- TASK ITEM
Each line of the entries below that includes "CommerceError" belongs in your answer.

───── DATASET

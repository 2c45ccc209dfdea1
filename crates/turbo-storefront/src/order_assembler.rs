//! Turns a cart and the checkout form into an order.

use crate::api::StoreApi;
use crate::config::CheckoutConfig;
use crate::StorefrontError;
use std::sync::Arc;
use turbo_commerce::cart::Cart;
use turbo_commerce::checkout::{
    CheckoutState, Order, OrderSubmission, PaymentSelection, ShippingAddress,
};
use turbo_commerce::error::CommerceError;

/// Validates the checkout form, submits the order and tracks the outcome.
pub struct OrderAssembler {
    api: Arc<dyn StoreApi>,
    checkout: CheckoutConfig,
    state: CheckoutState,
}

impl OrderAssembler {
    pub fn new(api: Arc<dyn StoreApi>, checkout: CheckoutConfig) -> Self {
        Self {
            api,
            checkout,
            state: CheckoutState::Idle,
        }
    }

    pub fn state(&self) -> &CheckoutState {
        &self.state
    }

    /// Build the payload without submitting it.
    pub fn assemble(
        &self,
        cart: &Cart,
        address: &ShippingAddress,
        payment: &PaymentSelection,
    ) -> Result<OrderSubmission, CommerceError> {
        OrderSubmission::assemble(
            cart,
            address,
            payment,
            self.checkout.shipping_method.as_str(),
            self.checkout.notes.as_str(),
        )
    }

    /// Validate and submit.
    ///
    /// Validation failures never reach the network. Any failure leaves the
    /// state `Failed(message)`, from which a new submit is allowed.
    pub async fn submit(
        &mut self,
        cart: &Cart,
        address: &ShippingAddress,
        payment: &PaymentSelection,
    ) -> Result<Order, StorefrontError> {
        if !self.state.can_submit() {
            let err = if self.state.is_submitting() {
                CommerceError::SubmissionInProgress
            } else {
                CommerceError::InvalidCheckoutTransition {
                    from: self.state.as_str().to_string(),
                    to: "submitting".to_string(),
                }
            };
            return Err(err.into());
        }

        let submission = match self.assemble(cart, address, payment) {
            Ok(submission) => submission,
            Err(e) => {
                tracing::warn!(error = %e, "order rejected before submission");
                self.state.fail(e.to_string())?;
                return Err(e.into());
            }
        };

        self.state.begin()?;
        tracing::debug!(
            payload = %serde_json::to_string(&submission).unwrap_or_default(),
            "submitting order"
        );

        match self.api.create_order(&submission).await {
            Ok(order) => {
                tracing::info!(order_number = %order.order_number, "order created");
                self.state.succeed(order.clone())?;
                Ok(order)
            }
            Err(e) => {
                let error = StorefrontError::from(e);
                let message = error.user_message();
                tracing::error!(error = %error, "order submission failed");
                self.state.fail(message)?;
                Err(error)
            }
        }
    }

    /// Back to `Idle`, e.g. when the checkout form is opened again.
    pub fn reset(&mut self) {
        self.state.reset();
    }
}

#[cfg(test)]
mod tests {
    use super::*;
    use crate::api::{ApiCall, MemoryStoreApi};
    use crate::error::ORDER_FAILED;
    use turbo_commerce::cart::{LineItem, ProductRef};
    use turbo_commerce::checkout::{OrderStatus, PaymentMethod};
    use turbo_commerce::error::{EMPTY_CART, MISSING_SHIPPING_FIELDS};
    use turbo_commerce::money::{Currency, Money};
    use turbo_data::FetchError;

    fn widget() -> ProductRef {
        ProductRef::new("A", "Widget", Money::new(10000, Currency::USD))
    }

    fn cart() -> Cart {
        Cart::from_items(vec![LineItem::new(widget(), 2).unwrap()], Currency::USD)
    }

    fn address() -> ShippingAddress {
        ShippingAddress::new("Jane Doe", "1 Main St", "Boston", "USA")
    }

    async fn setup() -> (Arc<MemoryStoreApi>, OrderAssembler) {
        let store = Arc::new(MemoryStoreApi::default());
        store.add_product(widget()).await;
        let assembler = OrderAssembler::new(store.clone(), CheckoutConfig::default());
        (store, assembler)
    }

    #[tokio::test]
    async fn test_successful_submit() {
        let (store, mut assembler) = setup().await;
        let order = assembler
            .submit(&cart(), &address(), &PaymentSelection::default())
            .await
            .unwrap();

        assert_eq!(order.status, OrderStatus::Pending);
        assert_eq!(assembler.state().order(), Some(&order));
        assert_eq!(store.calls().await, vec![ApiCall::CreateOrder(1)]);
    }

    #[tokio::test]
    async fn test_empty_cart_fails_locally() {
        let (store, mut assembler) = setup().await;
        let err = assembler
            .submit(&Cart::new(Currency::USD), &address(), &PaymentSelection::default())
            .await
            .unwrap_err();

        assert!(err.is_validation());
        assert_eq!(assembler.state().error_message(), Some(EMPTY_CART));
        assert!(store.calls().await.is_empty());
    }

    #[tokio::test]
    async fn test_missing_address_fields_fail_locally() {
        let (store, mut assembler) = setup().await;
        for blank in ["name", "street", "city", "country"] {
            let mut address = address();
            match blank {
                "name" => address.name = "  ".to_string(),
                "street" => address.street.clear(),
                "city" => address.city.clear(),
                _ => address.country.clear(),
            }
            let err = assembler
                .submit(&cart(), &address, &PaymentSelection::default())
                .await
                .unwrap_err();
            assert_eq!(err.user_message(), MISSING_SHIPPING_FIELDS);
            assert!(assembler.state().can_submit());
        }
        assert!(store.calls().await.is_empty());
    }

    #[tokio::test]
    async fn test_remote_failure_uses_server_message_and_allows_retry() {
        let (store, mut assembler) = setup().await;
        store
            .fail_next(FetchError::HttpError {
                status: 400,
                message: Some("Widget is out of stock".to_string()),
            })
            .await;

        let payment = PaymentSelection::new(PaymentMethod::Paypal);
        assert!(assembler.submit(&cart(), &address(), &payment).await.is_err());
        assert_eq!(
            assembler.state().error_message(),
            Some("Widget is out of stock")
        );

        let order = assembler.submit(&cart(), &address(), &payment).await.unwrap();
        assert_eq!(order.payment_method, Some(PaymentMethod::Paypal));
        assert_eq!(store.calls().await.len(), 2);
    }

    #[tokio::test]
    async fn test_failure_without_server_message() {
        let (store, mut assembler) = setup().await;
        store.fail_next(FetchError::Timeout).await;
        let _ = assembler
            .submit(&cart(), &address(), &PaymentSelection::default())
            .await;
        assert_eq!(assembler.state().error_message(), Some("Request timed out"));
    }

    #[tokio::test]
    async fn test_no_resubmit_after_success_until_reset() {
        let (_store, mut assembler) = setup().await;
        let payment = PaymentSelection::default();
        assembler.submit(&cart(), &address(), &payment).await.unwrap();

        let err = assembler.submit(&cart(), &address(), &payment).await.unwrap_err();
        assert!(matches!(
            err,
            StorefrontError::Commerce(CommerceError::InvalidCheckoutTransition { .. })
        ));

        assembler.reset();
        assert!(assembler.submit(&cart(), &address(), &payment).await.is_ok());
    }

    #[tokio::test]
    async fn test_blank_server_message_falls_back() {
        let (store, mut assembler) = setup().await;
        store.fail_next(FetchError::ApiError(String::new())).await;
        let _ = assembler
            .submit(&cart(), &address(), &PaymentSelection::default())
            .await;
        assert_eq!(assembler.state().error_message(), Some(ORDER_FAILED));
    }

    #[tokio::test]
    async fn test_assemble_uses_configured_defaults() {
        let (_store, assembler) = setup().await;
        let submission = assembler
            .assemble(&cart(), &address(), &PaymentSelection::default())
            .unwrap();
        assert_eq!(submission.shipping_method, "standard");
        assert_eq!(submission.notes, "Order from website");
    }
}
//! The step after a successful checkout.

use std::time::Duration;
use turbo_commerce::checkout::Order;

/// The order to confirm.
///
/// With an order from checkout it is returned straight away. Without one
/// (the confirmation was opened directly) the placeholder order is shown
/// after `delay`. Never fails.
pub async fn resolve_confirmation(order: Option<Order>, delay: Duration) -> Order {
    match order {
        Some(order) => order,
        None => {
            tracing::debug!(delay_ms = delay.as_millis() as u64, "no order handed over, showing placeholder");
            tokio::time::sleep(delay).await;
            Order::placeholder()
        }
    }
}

──────────
───── DATASET

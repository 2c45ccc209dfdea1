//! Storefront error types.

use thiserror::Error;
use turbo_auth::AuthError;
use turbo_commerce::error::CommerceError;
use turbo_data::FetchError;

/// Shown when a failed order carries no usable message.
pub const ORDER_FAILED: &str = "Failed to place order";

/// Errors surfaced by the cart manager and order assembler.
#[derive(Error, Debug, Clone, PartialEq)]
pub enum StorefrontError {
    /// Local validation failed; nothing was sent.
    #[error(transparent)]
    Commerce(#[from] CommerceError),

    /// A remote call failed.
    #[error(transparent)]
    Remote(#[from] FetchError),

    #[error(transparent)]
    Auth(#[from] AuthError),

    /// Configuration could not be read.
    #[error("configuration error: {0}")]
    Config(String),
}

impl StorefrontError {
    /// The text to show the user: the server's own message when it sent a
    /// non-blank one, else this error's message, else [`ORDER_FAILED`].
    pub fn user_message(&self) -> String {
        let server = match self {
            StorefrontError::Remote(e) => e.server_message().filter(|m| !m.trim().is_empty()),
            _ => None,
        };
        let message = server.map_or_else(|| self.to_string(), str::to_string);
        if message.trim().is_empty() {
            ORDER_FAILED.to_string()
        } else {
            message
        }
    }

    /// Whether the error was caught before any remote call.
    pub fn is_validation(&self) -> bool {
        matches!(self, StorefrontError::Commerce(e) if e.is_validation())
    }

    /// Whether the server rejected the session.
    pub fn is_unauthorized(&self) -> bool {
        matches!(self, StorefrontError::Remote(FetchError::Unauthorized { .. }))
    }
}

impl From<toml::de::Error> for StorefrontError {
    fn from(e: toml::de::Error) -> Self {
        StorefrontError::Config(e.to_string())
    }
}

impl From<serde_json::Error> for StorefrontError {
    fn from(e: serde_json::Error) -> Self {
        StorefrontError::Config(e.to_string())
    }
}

──────────

- SOLUTION BELOW
use turbo_commerce::error::CommerceError;
    ) -> Result<OrderSubmission, CommerceError> {
                CommerceError::SubmissionInProgress
                CommerceError::InvalidCheckoutTransition {
            StorefrontError::Commerce(CommerceError::InvalidCheckoutTransition { .. })
use turbo_commerce::error::CommerceError;
    Commerce(#[from] CommerceError),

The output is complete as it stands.